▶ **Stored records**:
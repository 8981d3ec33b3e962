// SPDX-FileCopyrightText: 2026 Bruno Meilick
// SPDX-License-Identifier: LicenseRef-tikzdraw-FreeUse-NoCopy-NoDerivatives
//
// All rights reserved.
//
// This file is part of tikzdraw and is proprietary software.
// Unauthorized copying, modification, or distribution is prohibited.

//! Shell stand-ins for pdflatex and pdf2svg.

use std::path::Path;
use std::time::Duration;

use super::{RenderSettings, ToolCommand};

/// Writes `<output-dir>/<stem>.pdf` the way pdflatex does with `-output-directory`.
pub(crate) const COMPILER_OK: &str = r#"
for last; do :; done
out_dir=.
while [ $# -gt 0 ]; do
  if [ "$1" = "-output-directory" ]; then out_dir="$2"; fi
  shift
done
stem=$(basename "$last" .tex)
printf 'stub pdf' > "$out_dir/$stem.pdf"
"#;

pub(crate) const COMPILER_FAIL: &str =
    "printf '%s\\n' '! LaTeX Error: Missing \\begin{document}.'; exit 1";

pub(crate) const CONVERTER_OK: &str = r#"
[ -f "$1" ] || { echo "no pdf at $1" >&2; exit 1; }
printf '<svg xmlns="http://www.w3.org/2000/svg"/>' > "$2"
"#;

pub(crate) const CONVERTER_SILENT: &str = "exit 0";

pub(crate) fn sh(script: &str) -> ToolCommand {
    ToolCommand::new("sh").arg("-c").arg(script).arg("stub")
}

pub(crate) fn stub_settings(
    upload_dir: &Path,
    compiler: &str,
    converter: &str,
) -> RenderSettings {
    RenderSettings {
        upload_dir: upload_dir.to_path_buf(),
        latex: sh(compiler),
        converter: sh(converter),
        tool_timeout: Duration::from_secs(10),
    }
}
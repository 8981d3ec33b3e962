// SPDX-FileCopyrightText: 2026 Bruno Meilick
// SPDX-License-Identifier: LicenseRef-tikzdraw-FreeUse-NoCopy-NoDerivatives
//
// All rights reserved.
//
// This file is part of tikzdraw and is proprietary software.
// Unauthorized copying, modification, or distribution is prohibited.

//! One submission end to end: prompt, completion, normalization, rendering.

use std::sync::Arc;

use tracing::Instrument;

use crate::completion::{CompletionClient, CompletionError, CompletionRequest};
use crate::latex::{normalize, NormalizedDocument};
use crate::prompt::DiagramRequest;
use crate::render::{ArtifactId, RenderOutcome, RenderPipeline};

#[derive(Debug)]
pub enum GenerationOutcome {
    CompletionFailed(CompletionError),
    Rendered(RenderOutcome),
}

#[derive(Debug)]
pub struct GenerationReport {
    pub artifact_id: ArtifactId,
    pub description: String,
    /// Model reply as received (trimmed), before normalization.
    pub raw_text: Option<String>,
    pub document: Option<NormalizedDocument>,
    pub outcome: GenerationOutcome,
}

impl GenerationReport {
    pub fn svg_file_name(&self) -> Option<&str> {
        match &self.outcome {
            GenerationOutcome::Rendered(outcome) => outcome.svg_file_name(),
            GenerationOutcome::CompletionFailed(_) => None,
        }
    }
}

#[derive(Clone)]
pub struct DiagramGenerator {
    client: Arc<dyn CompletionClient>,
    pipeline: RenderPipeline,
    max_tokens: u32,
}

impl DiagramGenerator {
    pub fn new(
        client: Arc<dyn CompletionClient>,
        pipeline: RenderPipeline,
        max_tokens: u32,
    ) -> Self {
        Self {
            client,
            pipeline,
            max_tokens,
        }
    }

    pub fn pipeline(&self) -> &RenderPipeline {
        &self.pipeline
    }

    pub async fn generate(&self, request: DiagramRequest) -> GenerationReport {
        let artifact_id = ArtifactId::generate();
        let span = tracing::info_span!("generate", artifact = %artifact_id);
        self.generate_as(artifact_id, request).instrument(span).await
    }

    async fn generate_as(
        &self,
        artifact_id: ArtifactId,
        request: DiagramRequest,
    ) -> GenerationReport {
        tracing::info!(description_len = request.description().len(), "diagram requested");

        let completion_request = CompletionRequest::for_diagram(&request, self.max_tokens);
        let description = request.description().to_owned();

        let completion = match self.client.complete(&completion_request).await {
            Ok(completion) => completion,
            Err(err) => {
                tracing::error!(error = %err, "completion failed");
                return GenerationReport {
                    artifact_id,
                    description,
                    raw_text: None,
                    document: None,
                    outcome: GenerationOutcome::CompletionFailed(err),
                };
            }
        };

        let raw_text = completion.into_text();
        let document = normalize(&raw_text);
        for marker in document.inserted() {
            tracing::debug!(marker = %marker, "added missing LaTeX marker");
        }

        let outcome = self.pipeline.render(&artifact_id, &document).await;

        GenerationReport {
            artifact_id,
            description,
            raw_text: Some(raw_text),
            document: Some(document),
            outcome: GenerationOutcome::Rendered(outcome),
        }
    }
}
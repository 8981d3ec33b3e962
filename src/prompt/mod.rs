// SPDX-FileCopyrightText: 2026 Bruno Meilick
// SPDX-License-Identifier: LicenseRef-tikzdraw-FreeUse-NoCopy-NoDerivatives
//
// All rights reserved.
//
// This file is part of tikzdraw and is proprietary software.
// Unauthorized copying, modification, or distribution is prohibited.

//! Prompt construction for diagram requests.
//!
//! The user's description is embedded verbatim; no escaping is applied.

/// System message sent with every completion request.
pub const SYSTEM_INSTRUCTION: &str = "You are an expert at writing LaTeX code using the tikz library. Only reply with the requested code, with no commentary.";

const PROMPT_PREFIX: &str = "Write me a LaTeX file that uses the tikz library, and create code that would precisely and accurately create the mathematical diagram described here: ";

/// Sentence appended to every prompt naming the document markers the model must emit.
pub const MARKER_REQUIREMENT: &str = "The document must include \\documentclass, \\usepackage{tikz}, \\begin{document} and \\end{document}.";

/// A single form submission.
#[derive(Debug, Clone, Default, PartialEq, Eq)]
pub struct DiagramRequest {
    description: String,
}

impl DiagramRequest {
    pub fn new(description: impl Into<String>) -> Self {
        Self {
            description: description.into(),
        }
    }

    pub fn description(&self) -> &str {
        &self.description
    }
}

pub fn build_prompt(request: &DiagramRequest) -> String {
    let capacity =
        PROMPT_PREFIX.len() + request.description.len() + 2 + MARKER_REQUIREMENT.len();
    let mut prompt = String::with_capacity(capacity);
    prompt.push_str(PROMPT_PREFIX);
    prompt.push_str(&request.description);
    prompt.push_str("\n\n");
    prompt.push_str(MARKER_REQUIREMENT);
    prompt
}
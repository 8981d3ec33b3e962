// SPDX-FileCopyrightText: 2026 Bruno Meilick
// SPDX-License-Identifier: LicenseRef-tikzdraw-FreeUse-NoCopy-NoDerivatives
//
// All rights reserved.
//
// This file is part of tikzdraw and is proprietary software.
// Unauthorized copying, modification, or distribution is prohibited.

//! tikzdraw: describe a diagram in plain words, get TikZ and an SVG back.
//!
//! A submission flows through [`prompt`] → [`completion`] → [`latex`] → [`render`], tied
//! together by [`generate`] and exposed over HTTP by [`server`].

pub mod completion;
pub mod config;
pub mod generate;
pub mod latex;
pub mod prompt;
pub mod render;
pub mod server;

▶ **Exercise goal**:
The records above are to be given again in full, exactly.

▶ **Answer area**:
repository 8981d3ec33b3e962
// SPDX-FileCopyrightText: 2026 Bruno Meilick
// SPDX-License-Identifier: LicenseRef-tikzdraw-FreeUse-NoCopy-NoDerivatives
//
// All rights reserved.
//
// This file is part of tikzdraw and is proprietary software.
// Unauthorized copying, modification, or distribution is prohibited.

//! Shell stand-ins for pdflatex and pdf2svg.

use std::path::Path;
use std::time::Duration;

use super::{RenderSettings, ToolCommand};

/// Writes `<output-dir>/<stem>.pdf` the way pdflatex does with `-output-directory`.
pub(crate) const COMPILER_OK: &str = r#"
for last; do :; done
out_dir=.
while [ $# -gt 0 ]; do
  if [ "$1" = "-output-directory" ]; then out_dir="$2"; fi
  shift
done
stem=$(basename "$last" .tex)
printf 'stub pdf' > "$out_dir/$stem.pdf"
"#;

pub(crate) const COMPILER_FAIL: &str =
    "printf '%s\\n' '! LaTeX Error: Missing \\begin{document}.'; exit 1";

pub(crate) const CONVERTER_OK: &str = r#"
[ -f "$1" ] || { echo "no pdf at $1" >&2; exit 1; }
printf '<svg xmlns="http://www.w3.org/2000/svg"/>' > "$2"
"#;

pub(crate) const CONVERTER_SILENT: &str = "exit 0";

pub(crate) fn sh(script: &str) -> ToolCommand {
    ToolCommand::new("sh").arg("-c").arg(script).arg("stub")
}

pub(crate) fn stub_settings(
    upload_dir: &Path,
    compiler: &str,
    converter: &str,
) -> RenderSettings {
    RenderSettings {
        upload_dir: upload_dir.to_path_buf(),
        latex: sh(compiler),
        converter: sh(converter),
        tool_timeout: Duration::from_secs(10),
    }
}
repository 8981d3ec33b3e962
// SPDX-FileCopyrightText: 2026 Bruno Meilick
// SPDX-License-Identifier: LicenseRef-tikzdraw-FreeUse-NoCopy-NoDerivatives
//
// All rights reserved.
//
// This file is part of tikzdraw and is proprietary software.
// Unauthorized copying, modification, or distribution is prohibited.

//! One submission end to end: prompt, completion, normalization, rendering.

use std::sync::Arc;

use tracing::Instrument;

use crate::completion::{CompletionClient, CompletionError, CompletionRequest};
use crate::latex::{normalize, NormalizedDocument};
use crate::prompt::DiagramRequest;
use crate::render::{ArtifactId, RenderOutcome, RenderPipeline};

#[derive(Debug)]
pub enum GenerationOutcome {
    CompletionFailed(CompletionError),
    Rendered(RenderOutcome),
}

#[derive(Debug)]
pub struct GenerationReport {
    pub artifact_id: ArtifactId,
    pub description: String,
    /// Model reply as received (trimmed), before normalization.
    pub raw_text: Option<String>,
    pub document: Option<NormalizedDocument>,
    pub outcome: GenerationOutcome,
}

impl GenerationReport {
    pub fn svg_file_name(&self) -> Option<&str> {
        match &self.outcome {
            GenerationOutcome::Rendered(outcome) => outcome.svg_file_name(),
            GenerationOutcome::CompletionFailed(_) => None,
        }
    }
}

#[derive(Clone)]
pub struct DiagramGenerator {
    client: Arc<dyn CompletionClient>,
    pipeline: RenderPipeline,
    max_tokens: u32,
}

impl DiagramGenerator {
    pub fn new(
        client: Arc<dyn CompletionClient>,
        pipeline: RenderPipeline,
        max_tokens: u32,
    ) -> Self {
        Self {
            client,
            pipeline,
            max_tokens,
        }
    }

    pub fn pipeline(&self) -> &RenderPipeline {
        &self.pipeline
    }

    pub async fn generate(&self, request: DiagramRequest) -> GenerationReport {
        let artifact_id = ArtifactId::generate();
        let span = tracing::info_span!("generate", artifact = %artifact_id);
        self.generate_as(artifact_id, request).instrument(span).await
    }

    async fn generate_as(
        &self,
        artifact_id: ArtifactId,
        request: DiagramRequest,
    ) -> GenerationReport {
        tracing::info!(description_len = request.description().len(), "diagram requested");

        let completion_request = CompletionRequest::for_diagram(&request, self.max_tokens);
        let description = request.description().to_owned();

        let completion = match self.client.complete(&completion_request).await {
            Ok(completion) => completion,
            Err(err) => {
                tracing::error!(error = %err, "completion failed");
                return GenerationReport {
                    artifact_id,
                    description,
                    raw_text: None,
                    document: None,
                    outcome: GenerationOutcome::CompletionFailed(err),
                };
            }
        };

        let raw_text = completion.into_text();
        let document = normalize(&raw_text);
        for marker in document.inserted() {
            tracing::debug!(marker = %marker, "added missing LaTeX marker");
        }

        let outcome = self.pipeline.render(&artifact_id, &document).await;

        GenerationReport {
            artifact_id,
            description,
            raw_text: Some(raw_text),
            document: Some(document),
            outcome: GenerationOutcome::Rendered(outcome),
        }
    }
}
repository 8981d3ec33b3e962
filename src/prompt/mod.rs
// SPDX-FileCopyrightText: 2026 Bruno Meilick
// SPDX-License-Identifier: LicenseRef-tikzdraw-FreeUse-NoCopy-NoDerivatives
//
// All rights reserved.
//
// This file is part of tikzdraw and is proprietary software.
// Unauthorized copying, modification, or distribution is prohibited.

//! Prompt construction for diagram requests.
//!
//! The user's description is embedded verbatim; no escaping is applied.

/// System message sent with every completion request.
pub const SYSTEM_INSTRUCTION: &str = "You are an expert at writing LaTeX code using the tikz library. Only reply with the requested code, with no commentary.";

const PROMPT_PREFIX: &str = "Write me a LaTeX file that uses the tikz library, and create code that would precisely and accurately create the mathematical diagram described here: ";

/// Sentence appended to every prompt naming the document markers the model must emit.
pub const MARKER_REQUIREMENT: &str = "The document must include \\documentclass, \\usepackage{tikz}, \\begin{document} and \\end{document}.";

/// A single form submission.
#[derive(Debug, Clone, Default, PartialEq, Eq)]
pub struct DiagramRequest {
    description: String,
}

impl DiagramRequest {
    pub fn new(description: impl Into<String>) -> Self {
        Self {
            description: description.into(),
        }
    }

    pub fn description(&self) -> &str {
        &self.description
    }
}

pub fn build_prompt(request: &DiagramRequest) -> String {
    let capacity =
        PROMPT_PREFIX.len() + request.description.len() + 2 + MARKER_REQUIREMENT.len();
    let mut prompt = String::with_capacity(capacity);
    prompt.push_str(PROMPT_PREFIX);
    prompt.push_str(&request.description);
    prompt.push_str("\n\n");
    prompt.push_str(MARKER_REQUIREMENT);
    prompt
}
repository 8981d3ec33b3e962
// SPDX-FileCopyrightText: 2026 Bruno Meilick
// SPDX-License-Identifier: LicenseRef-tikzdraw-FreeUse-NoCopy-NoDerivatives
//
// All rights reserved.
//
// This file is part of tikzdraw and is proprietary software.
// Unauthorized copying, modification, or distribution is prohibited.

//! tikzdraw: describe a diagram in plain words, get TikZ and an SVG back.
//!
//! A submission flows through [`prompt`] → [`completion`] → [`latex`] → [`render`], tied
//! together by [`generate`] and exposed over HTTP by [`server`].

pub mod completion;
pub mod config;
pub mod generate;
pub mod latex;
pub mod prompt;
pub mod render;
pub mod server;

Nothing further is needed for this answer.